Description : du R base, des fonctions de “base”, du tidyverse.
Pour du data.table voir le cours concerné.

ICI JE METS JUSTE LE NOM DES FONCTIONS, MAIS FAUT CHERCHER SUR INTERNET/LES PAGES D’AIDE LES MODALITES D’UTILISATION !!

1.1 Conseils

  • Eviter de donner le meme nom au pipe que la base qu’on utilise dedans, ça écrase les données, et c’est la galere pour les reccuperer

  • Les fonctions tidy sont pas faites pour s’imbriquer.

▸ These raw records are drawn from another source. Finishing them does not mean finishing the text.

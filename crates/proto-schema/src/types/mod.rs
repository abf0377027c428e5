//! The declaration model. Every type here is immutable once constructed.

mod enum_type;
mod extension_range;
mod field;
mod label;
mod message_type;
mod name;
mod option_element;
mod proto_file;
mod proto_type;
mod service;
mod syntax;

pub use enum_type::{EnumType, EnumValue};
pub use extension_range::{ExtendDeclaration, ExtensionRange, MAX_TAG};
pub use field::{Field, OneOf};
pub use label::Label;
pub use message_type::MessageType;
pub use name::Name;
pub use option_element::{OptionElement, OptionValue};
pub use proto_file::ProtoFile;
pub use proto_type::Type;
pub use service::{Rpc, Service};
pub use syntax::Syntax;
#[cfg(test)]
mod tests {
    use super::*;
    use crate::types::{Label, Syntax};

    fn opt(name: &str, value: impl Into<OptionValue>) -> OptionElement {
        OptionElement::new(name, value).unwrap()
    }

    fn make_value(name: &str, tag: i32) -> EnumValue {
        EnumValue::new(name, tag, "", vec![]).unwrap()
    }

    fn make_field(label: Label, type_name: &str, name: &str, tag: i32) -> Field {
        Field::new(label, type_name, name, tag, "", vec![]).unwrap()
    }

    fn make_message(name: &str, fields: Vec<Field>, nested: Vec<Type>) -> MessageType {
        MessageType::new(name, "", "", vec![], fields, nested).unwrap()
    }

    #[test]
    fn print_enum_value_with_documentation() {
        let value = EnumValue::new("NAME", 1, "Hello", vec![]).unwrap();
        assert_eq!(print_enum_value(&value), "// Hello\nNAME = 1;\n");
    }

    #[test]
    fn print_enum_value_with_two_options() {
        let value = EnumValue::new(
            "NAME",
            1,
            "",
            vec![opt("kit", "kat"), opt("deprecated", true)],
        )
        .unwrap();
        assert_eq!(
            print_enum_value(&value),
            "NAME = 1 [\n  kit = \"kat\",\n  deprecated = true\n];\n"
        );
    }

    #[test]
    fn print_negative_tag() {
        assert_eq!(print_enum_value(&make_value("NEG", -1)), "NEG = -1;\n");
    }

    #[test]
    fn print_enum_with_options_and_no_values() {
        let e = EnumType::new("E", "", "", vec![opt("allow_alias", true)], vec![]).unwrap();
        assert_eq!(print_enum_type(&e), "enum E {\n  option allow_alias = true;\n}\n");
    }

    #[test]
    fn print_enum_value_options_inside_enum() {
        let e = EnumType::new(
            "E",
            "",
            "",
            vec![],
            vec![EnumValue::new("A", 0, "First.", vec![opt("deprecated", true)]).unwrap()],
        )
        .unwrap();
        assert_eq!(
            print_enum_type(&e),
            "enum E {\n  // First.\n  A = 0 [\n    deprecated = true\n  ];\n}\n"
        );
    }

    #[test]
    fn print_multiline_documentation() {
        let e = EnumType::new("E", "", "Line one.\n\nLine three.", vec![], vec![]).unwrap();
        assert_eq!(
            print_enum_type(&e),
            "// Line one.\n//\n// Line three.\nenum E {}\n"
        );
    }

    #[test]
    fn print_field_labels() {
        assert_eq!(
            print_field(&make_field(Label::Required, "int32", "id", 1)),
            "required int32 id = 1;\n"
        );
        assert_eq!(
            print_field(&make_field(Label::Repeated, "acme.Tag", "tags", 2)),
            "repeated acme.Tag tags = 2;\n"
        );
        assert_eq!(
            print_field(&make_field(Label::Singular, "string", "name", 3)),
            "string name = 3;\n"
        );
    }

    #[test]
    fn print_field_with_options_and_doc() {
        let field = Field::new(
            Label::Optional,
            "int32",
            "count",
            4,
            "How many.",
            vec![opt("default", 5), opt("deprecated", true)],
        )
        .unwrap();
        assert_eq!(
            print_field(&field),
            "// How many.\noptional int32 count = 4 [\n  default = 5,\n  deprecated = true\n];\n"
        );
    }

    #[test]
    fn print_empty_message() {
        assert_eq!(
            print_message_type(&make_message("Empty", vec![], vec![])),
            "message Empty {}\n"
        );
    }

    #[test]
    fn print_message_with_options_and_fields() {
        let m = MessageType::new(
            "Contact",
            "",
            "A person.",
            vec![opt("deprecated", true)],
            vec![
                make_field(Label::Required, "string", "name", 1),
                make_field(Label::Optional, "string", "email", 2),
            ],
            vec![],
        )
        .unwrap();
        assert_eq!(
            print_message_type(&m),
            "// A person.\n\
             message Contact {\n\
             \x20 option deprecated = true;\n\
             \n\
             \x20 required string name = 1;\n\
             \x20 optional string email = 2;\n\
             }\n"
        );
    }

    #[test]
    fn print_nested_message_indents_recursively() {
        let inner = make_message(
            "Inner",
            vec![make_field(Label::Optional, "int32", "x", 1)],
            vec![EnumType::new("Mode", "", "", vec![], vec![make_value("ON", 1)])
                .unwrap()
                .into()],
        );
        let outer = make_message(
            "Outer",
            vec![make_field(Label::Optional, "Inner", "inner", 1)],
            vec![inner.into()],
        );
        assert_eq!(
            print_message_type(&outer),
            "message Outer {\n\
             \x20 optional Inner inner = 1;\n\
             \n\
             \x20 message Inner {\n\
             \x20   optional int32 x = 1;\n\
             \n\
             \x20   enum Mode {\n\
             \x20     ON = 1;\n\
             \x20   }\n\
             \x20 }\n\
             }\n"
        );
    }

    #[test]
    fn print_nested_types_separated_by_blank_line() {
        let outer = make_message(
            "Outer",
            vec![],
            vec![
                make_message("A", vec![], vec![]).into(),
                make_message("B", vec![], vec![]).into(),
            ],
        );
        assert_eq!(
            print_message_type(&outer),
            "message Outer {\n  message A {}\n\n  message B {}\n}\n"
        );
    }

    #[test]
    fn print_message_with_oneof_and_extensions() {
        let m = make_message(
            "Shape",
            vec![make_field(Label::Optional, "string", "name", 1)],
            vec![],
        )
        .with_one_ofs(vec![OneOf::new(
            "kind",
            "",
            vec![
                make_field(Label::Singular, "Circle", "circle", 2),
                make_field(Label::Singular, "Square", "square", 3),
            ],
        )
        .unwrap()])
        .with_extensions(vec![
            ExtensionRange::new("", 100, 199).unwrap(),
            ExtensionRange::single("", 500),
            ExtensionRange::new("", 1000, MAX_TAG).unwrap(),
        ]);
        assert_eq!(
            print_message_type(&m),
            "message Shape {\n\
             \x20 optional string name = 1;\n\
             \n\
             \x20 oneof kind {\n\
             \x20   Circle circle = 2;\n\
             \x20   Square square = 3;\n\
             \x20 }\n\
             \n\
             \x20 extensions 100 to 199;\n\
             \x20 extensions 500;\n\
             \x20 extensions 1000 to max;\n\
             }\n"
        );
    }

    #[test]
    fn print_extend_block() {
        let extend = ExtendDeclaration::new(
            "Foo",
            "acme.Foo",
            "Adds bar.",
            vec![make_field(Label::Optional, "int32", "bar", 100)],
        )
        .unwrap();
        assert_eq!(
            print_extend(&extend),
            "// Adds bar.\nextend Foo {\n  optional int32 bar = 100;\n}\n"
        );
    }

    #[test]
    fn print_type_dispatches() {
        let e = EnumType::new("E", "", "", vec![], vec![]).unwrap();
        assert_eq!(print_type(&Type::Enum(e)), "enum E {}\n");
        let m = make_message("M", vec![], vec![]);
        assert_eq!(print_type(&Type::Message(m)), "message M {}\n");
    }

    #[test]
    fn print_all_types() {
        let types = vec![
            Type::from(EnumType::new("E", "", "", vec![], vec![]).unwrap()),
            Type::from(make_message("M", vec![], vec![])),
        ];
        assert_eq!(print_all(&types), "enum E {}\n\nmessage M {}\n");
    }

    #[test]
    fn print_string_escapes() {
        let o = opt("note", "say \"hi\"\\\n");
        assert_eq!(print_option(&o), r#"note = "say \"hi\"\\\n""#);
    }

    #[test]
    fn print_control_character_escapes() {
        let o = opt("note", "a\rb\tc\u{0}d\u{7f}é");
        assert_eq!(print_option(&o), r#"note = "a\rb\tc\x00d\x7fé""#);

        let mut output = String::new();
        write_quoted("\u{1b}[0m", &mut output);
        assert_eq!(output, r#""\x1b[0m""#);
    }

    #[test]
    fn print_map_option() {
        let o = OptionElement::custom(
            "validate.rules",
            OptionValue::Map(vec![
                ("min_len".into(), OptionValue::Integer(1)),
                ("pattern".into(), "^a".into()),
                (
                    "nested".into(),
                    OptionValue::Map(vec![("deep".into(), OptionValue::Boolean(false))]),
                ),
                (
                    "in".into(),
                    OptionValue::List(vec![
                        OptionValue::Identifier("A".into()),
                        OptionValue::Identifier("B".into()),
                    ]),
                ),
            ]),
        )
        .unwrap();
        assert_eq!(
            print_option(&o),
            "(validate.rules) = {\n\
             \x20 min_len: 1,\n\
             \x20 pattern: \"^a\",\n\
             \x20 nested: {\n\
             \x20   deep: false\n\
             \x20 },\n\
             \x20 in: [\n\
             \x20   A,\n\
             \x20   B\n\
             \x20 ]\n\
             }"
        );
    }

    #[test]
    fn print_empty_map_and_list() {
        assert_eq!(print_option(&opt("m", OptionValue::Map(vec![]))), "m = {}");
        assert_eq!(print_option(&opt("l", OptionValue::List(vec![]))), "l = []");
    }

    #[test]
    fn print_map_option_on_message_is_indented() {
        let m = MessageType::new(
            "M",
            "",
            "",
            vec![OptionElement::custom(
                "cfg",
                OptionValue::Map(vec![("a".into(), OptionValue::Integer(1))]),
            )
            .unwrap()],
            vec![],
            vec![],
        )
        .unwrap();
        assert_eq!(
            print_message_type(&m),
            "message M {\n  option (cfg) = {\n    a: 1\n  };\n}\n"
        );
    }

    #[test]
    fn print_rpcs_and_service() {
        let unary = Rpc::new("SayHello", "Greets.", "HelloRequest", "HelloReply", vec![]).unwrap();
        let streaming = Rpc::new("Chat", "", "Msg", "Msg", vec![opt("deprecated", true)])
            .unwrap()
            .with_streaming(true, true);
        assert_eq!(
            print_rpc(&unary),
            "// Greets.\nrpc SayHello (HelloRequest) returns (HelloReply);\n"
        );
        assert_eq!(
            print_rpc(&streaming),
            "rpc Chat (stream Msg) returns (stream Msg) {\n  option deprecated = true;\n}\n"
        );

        let service = Service::new(
            "Greeter",
            "",
            "",
            vec![opt("deprecated", false)],
            vec![unary, streaming],
        )
        .unwrap();
        assert_eq!(
            print_service(&service),
            "service Greeter {\n\
             \x20 option deprecated = false;\n\
             \n\
             \x20 // Greets.\n\
             \x20 rpc SayHello (HelloRequest) returns (HelloReply);\n\
             \x20 rpc Chat (stream Msg) returns (stream Msg) {\n\
             \x20   option deprecated = true;\n\
             \x20 }\n\
             }\n"
        );
    }

    #[test]
    fn print_empty_service() {
        let service = Service::new("Empty", "", "", vec![], vec![]).unwrap();
        assert_eq!(print_service(&service), "service Empty {}\n");
    }

    #[test]
    fn print_full_file() {
        let file = ProtoFile::new("acme/shop.proto")
            .with_syntax(Syntax::Proto2)
            .with_package("acme.shop")
            .with_dependencies(vec!["acme/base.proto".into()], vec!["acme/common.proto".into()])
            .with_options(vec![opt("java_package", "com.acme.shop")])
            .with_types(vec![
                EnumType::new("Size", "acme.shop.Size", "", vec![], vec![make_value("SMALL", 1)])
                    .unwrap()
                    .into(),
                make_message(
                    "Item",
                    vec![make_field(Label::Optional, "Size", "size", 1)],
                    vec![],
                )
                .with_extensions(vec![ExtensionRange::new("", 100, 199).unwrap()])
                .into(),
            ])
            .with_extend_declarations(vec![ExtendDeclaration::new(
                "Item",
                "acme.shop.Item",
                "",
                vec![make_field(Label::Optional, "string", "note", 100)],
            )
            .unwrap()])
            .with_services(vec![Service::new(
                "Shop",
                "",
                "",
                vec![],
                vec![Rpc::new("Buy", "", "Item", "Item", vec![]).unwrap()],
            )
            .unwrap()]);

        assert_eq!(
            print_file(&file),
            "// acme/shop.proto\n\
             syntax = \"proto2\";\n\
             package acme.shop;\n\
             \n\
             import \"acme/base.proto\";\n\
             import public \"acme/common.proto\";\n\
             \n\
             option java_package = \"com.acme.shop\";\n\
             \n\
             enum Size {\n\
             \x20 SMALL = 1;\n\
             }\n\
             \n\
             message Item {\n\
             \x20 optional Size size = 1;\n\
             \n\
             \x20 extensions 100 to 199;\n\
             }\n\
             \n\
             extend Item {\n\
             \x20 optional string note = 100;\n\
             }\n\
             \n\
             service Shop {\n\
             \x20 rpc Buy (Item) returns (Item);\n\
             }\n"
        );
    }

    #[test]
    fn print_file_without_header() {
        let file = ProtoFile::new("")
            .with_types(vec![make_message("M", vec![], vec![]).into()]);
        assert_eq!(print_file(&file), "message M {}\n");
        assert_eq!(print_file(&ProtoFile::new("")), "");
    }
}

Utiliser des fonctions base à l’int des fcts tidy.

  • Qd un prblm est trop gros, découper le travail (ex: faire des sous-tables)

1.2 Tips de codeur

  • Selectionner tout ce qu’il ya dans la parenthèse/crochet/accolade : double clic à l’interieur de la 1ère/dernière

  • Mesurer le temps d’exécution d’un code : system.time() ou microbenchmark (fct1,fct2) pour des codes trés courts. Ce sont les médianes des temps de calcul qu’il faut comparer.

start.time <- Sys.time()
# fonction appelée ici
end.time <- Sys.time()
time.taken <- end.time - start.time
time.taken
  • détacher un package de l’environnement : unloadNamespace()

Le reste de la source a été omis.